Although the relationship between HbA1c and DR is widely recognised [37, 38], the current study found no significant difference in HbA1c between the DR group and the non-DR participants [8.5 (7.6–9.8) vs 8.2 (7.1–9.5) P = 0.076]. Those participants that were hospital inpatients often had poorly controlled glycemic levels, which may have caused this discrepancy. Interestingly, a similar phenomenon was also reported in other studies [39, 40]. It should be acknowledged that selection bias is challenging to avoid when hospital inpatients are participants in research studies.

The effects of RC on patients with type 2 diabetes may involve the imbalance of oxidative and antioxidant capacity [27], RC is involved in the damage of the vascular endothelium [8] and the activation of the inflammatory response. Also, insulin resistance may be involved in the increase of RC [21]. These effects have been confirmed in previous studies on macrovascular complications in T2DM patients. However, the correlation between RC and DR was confirmed in this study based on the hospitalisation of type 2 diabetes mellitus for the first time.
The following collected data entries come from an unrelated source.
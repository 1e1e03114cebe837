//! CLI for beamstep
//!
//! Stands in for the CI server: it assembles a step from flags or a YAML step
//! file and then validates, prints, dry-runs or runs it.
//! - `run`: Launch the pipeline and stream its output
//! - `command`: Print the command a step would run
//! - `validate`: Check the step's fields
//! - `completions`: Generate shell completions

pub mod completions;

use anyhow::{Context, Result};
use beamstep::{
    BeamStep, Config, ConsoleSink, FormValidation, LogSink, StepExecutor, StepRunner, Toolchain,
    Validate, WorkspaceResolver, WriterSink, build_command, check_path_to_main_class,
    init_logging, render_command,
};
use clap::{Args as ClapArgs, CommandFactory, Parser, Subcommand, ValueEnum};
use std::fs::OpenOptions;
use std::path::{Path, PathBuf};
use std::process::ExitCode;

/// CLI arguments for beamstep
#[derive(Parser, Debug)]
#[command(name = "beamstep")]
#[command(author, version, about, long_about = None)]
struct Args {
    /// Application config file (YAML)
    #[arg(short, long, global = true)]
    config: Option<PathBuf>,

    /// Log level for diagnostics (overrides the config file)
    #[arg(long, global = true)]
    log_level: Option<String>,

    #[command(subcommand)]
    command: Command,
}

#[derive(Subcommand, Debug)]
enum Command {
    /// Launch the pipeline and stream its output
    Run {
        #[command(flatten)]
        step: StepArgs,
        /// Working directory (defaults to $WORKSPACE, then $JENKINS_HOME/workspace/$JOB_NAME)
        #[arg(short, long)]
        workspace: Option<PathBuf>,
        /// Log the configuration and command without launching anything
        #[arg(long)]
        dry_run: bool,
    },

    /// Print the command a step would run
    Command {
        #[command(flatten)]
        step: StepArgs,
        /// Print the argument vector as a JSON array
        #[arg(long)]
        json: bool,
    },

    /// Check the step's fields
    Validate {
        #[command(flatten)]
        step: StepArgs,
    },

    /// Generate shell completions
    Completions {
        /// Shell type
        #[arg(value_enum)]
        shell: ShellArg,
        /// Output file (stdout if not specified)
        #[arg(short, long)]
        output: Option<PathBuf>,
    },
}

/// Step definition, from a step file or from individual fields
#[derive(ClapArgs, Debug, Default)]
struct StepArgs {
    /// YAML step file
    #[arg(short, long, conflicts_with_all = ["main_class", "pipeline_options", "build_release_options", "toolchain", "use_java", "use_gradle"])]
    step: Option<PathBuf>,

    /// Fully-qualified main class or Python module
    #[arg(short, long)]
    main_class: Option<String>,

    /// Pipeline options, passed as a single argument
    #[arg(long, allow_hyphen_values = true)]
    pipeline_options: Option<String>,

    /// Build/release options, passed as a single argument
    #[arg(long, allow_hyphen_values = true)]
    build_release_options: Option<String>,

    /// Toolchain to launch
    #[arg(short, long, value_enum, conflicts_with_all = ["use_java", "use_gradle"])]
    toolchain: Option<ToolchainArg>,

    /// Use a Java toolchain instead of Python
    #[arg(long)]
    use_java: bool,

    /// With --use-java, use Gradle instead of Maven
    #[arg(long, requires = "use_java")]
    use_gradle: bool,
}

#[derive(Copy, Clone, Debug, PartialEq, Eq, ValueEnum)]
enum ToolchainArg {
    GradleJava,
    MavenJava,
    Python,
}

#[derive(Copy, Clone, Debug, PartialEq, Eq, ValueEnum)]
enum ShellArg {
    Bash,
    Zsh,
    Fish,
    PowerShell,
}

impl StepArgs {
    fn into_step(self, config: &Config) -> Result<BeamStep> {
        if let Some(path) = self.step {
            return BeamStep::from_file(&path)
                .with_context(|| format!("Failed to load step file: {}", path.display()));
        }

        let toolchain = match self.toolchain {
            Some(ToolchainArg::GradleJava) => Toolchain::GradleJava,
            Some(ToolchainArg::MavenJava) => Toolchain::MavenJava,
            Some(ToolchainArg::Python) => Toolchain::Python,
            None if self.use_java => Toolchain::from_flags(true, self.use_gradle),
            None => config.default_toolchain,
        };

        Ok(BeamStep::new(
            self.main_class.unwrap_or_default(),
            self.pipeline_options.unwrap_or_default(),
            self.build_release_options.unwrap_or_default(),
            toolchain,
        ))
    }
}

/// Build the CLI command for completion generation
pub fn build_cli() -> clap::Command {
    Args::command()
}

/// Parse and execute CLI arguments
pub fn run() -> Result<ExitCode> {
    let args = Args::parse();

    let config = Config::resolve(args.config.as_deref()).context("Failed to load config")?;
    let level = args.log_level.as_deref().unwrap_or(&config.log_level);
    init_logging(level);
    tracing::debug!(?config, "Configuration loaded");

    match args.command {
        Command::Run {
            step,
            workspace,
            dry_run,
        } => {
            let step = step.into_step(&config)?;
            step.validate().context("Invalid step configuration")?;

            let runner = StepRunner::new();
            let code = match &config.log_file {
                Some(path) => {
                    let sink = (ConsoleSink, open_log_file(path)?);
                    launch(&runner, &step, workspace.as_deref(), dry_run, &sink)?
                }
                None => launch(&runner, &step, workspace.as_deref(), dry_run, &ConsoleSink)?,
            };
            Ok(ExitCode::from(exit_status(code)))
        }
        Command::Command { step, json } => {
            let step = step.into_step(&config)?;
            let argv = build_command(&step);
            if json {
                println!("{}", serde_json::to_string(&argv)?);
            } else {
                println!("{}", render_command(&argv));
            }
            Ok(ExitCode::SUCCESS)
        }
        Command::Validate { step } => {
            let step = step.into_step(&config)?;
            let result = check_path_to_main_class(step.path_to_main_class());
            println!("{}: {result}", step.display_name());
            Ok(match result {
                FormValidation::Ok => ExitCode::SUCCESS,
                FormValidation::Error(_) => ExitCode::FAILURE,
            })
        }
        Command::Completions { shell, output } => {
            use clap_complete::Shell;

            let shell_enum = match shell {
                ShellArg::Bash => Shell::Bash,
                ShellArg::Zsh => Shell::Zsh,
                ShellArg::Fish => Shell::Fish,
                ShellArg::PowerShell => Shell::PowerShell,
            };

            let completions = completions::generate_completions(shell_enum)?;

            if let Some(output_path) = output {
                completions::save_completions(&completions, &output_path)?;
            } else {
                println!("{completions}");
            }
            Ok(ExitCode::SUCCESS)
        }
    }
}

fn launch(
    runner: &StepRunner,
    step: &BeamStep,
    workspace: Option<&Path>,
    dry_run: bool,
    sink: &dyn LogSink,
) -> Result<i32> {
    if dry_run {
        return Ok(runner.dry_run(step, sink)?);
    }

    let health = runner.health_check(step);
    if !health.is_operational() {
        tracing::warn!(?health, "Toolchain check failed, launching anyway");
    }

    let working_dir = WorkspaceResolver::from_env().resolve(workspace);
    runner
        .execute(step, &working_dir, sink)
        .with_context(|| format!("Failed to run {}", step.display_name()))
}

fn open_log_file(path: &Path) -> Result<WriterSink<std::fs::File>> {
    let file = OpenOptions::new()
        .create(true)
        .append(true)
        .open(path)
        .with_context(|| format!("Failed to open log file: {}", path.display()))?;
    Ok(WriterSink::new(file))
}

/// Maps a toolchain exit code onto a process exit status
fn exit_status(code: i32) -> u8 {
    u8::try_from(code).unwrap_or(1)
}

#[cfg(test)]
mod tests {
    use super::*;

    #[test]
    fn test_cli_definition_is_valid() {
        build_cli().debug_assert();
    }

    #[test]
    fn test_step_args_from_toolchain_flag() {
        let args = StepArgs {
            main_class: Some("com.acme.Main".to_string()),
            toolchain: Some(ToolchainArg::GradleJava),
            ..StepArgs::default()
        };
        let step = args.into_step(&Config::default()).unwrap();
        assert_eq!(step.toolchain(), Toolchain::GradleJava);
        assert_eq!(step.pipeline_options(), "");
    }

    #[test]
    fn test_step_args_from_legacy_flags() {
        let args = StepArgs {
            main_class: Some("com.acme.Main".to_string()),
            use_java: true,
            ..StepArgs::default()
        };
        let step = args.into_step(&Config::default()).unwrap();
        assert_eq!(step.toolchain(), Toolchain::MavenJava);
    }

    #[test]
    fn test_step_args_fall_back_to_config_toolchain() {
        let config = Config {
            default_toolchain: Toolchain::GradleJava,
            ..Config::default()
        };
        let step = StepArgs::default().into_step(&config).unwrap();
        assert_eq!(step.toolchain(), Toolchain::GradleJava);
        assert_eq!(step.path_to_main_class(), "");
    }

    #[test]
    fn test_exit_status_mapping() {
        assert_eq!(exit_status(0), 0);
        assert_eq!(exit_status(3), 3);
        assert_eq!(exit_status(-1), 1);
        assert_eq!(exit_status(300), 1);
    }
}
Study advantages and limitations

The advantage is that patients with type 2 diabetes with cardiovascular disease were excluded in this study in order to further explore the correlation between the occurrence and severity of RC and DR. However, also some limitations in this research. For example, the study was undertaken in a single-centre, with the observational design based on a relatively cross-sectional analysis with an insufficient sample size. Notably, the prevalence of dyslipidemia and other risk elements in the Asian population was similar to other extensive contemporary tests and real-world registries involving ethnic groups [41, 42], which may support the generality of the study outcomes. Secondly, RC is correlated with DR, but the causal relationship between RC and DR cannot be proven. Thirdly, to exclude the influence of lipid-lowering drugs on lipid profile metabolism, subjects in this study had not taken any lipid-lowering drugs orally in recent three months. This study cannot differentiate whether lipid-lowering oral medicines impact RC levels. Besides, the DR risk nomogram only has internal validation, and its diagnostic efficacy may be reduced without an external warranty.

Conclusions

In patients with T2DM, high RC levels positively correlate with the occurrence and severity of DR. These striking findings suggested that DR may not only be affected by high blood glucose levels but also influenced by a complex lipid profile. Clinicians and patients could easily predict the occurrence of DR through a nomogram considering RC, NLR, and diabetes duration. Insulin resistance interventions may help reduce RC level and control DR risk, which must be investigated in future multicenter or community-based prospective cohort studies.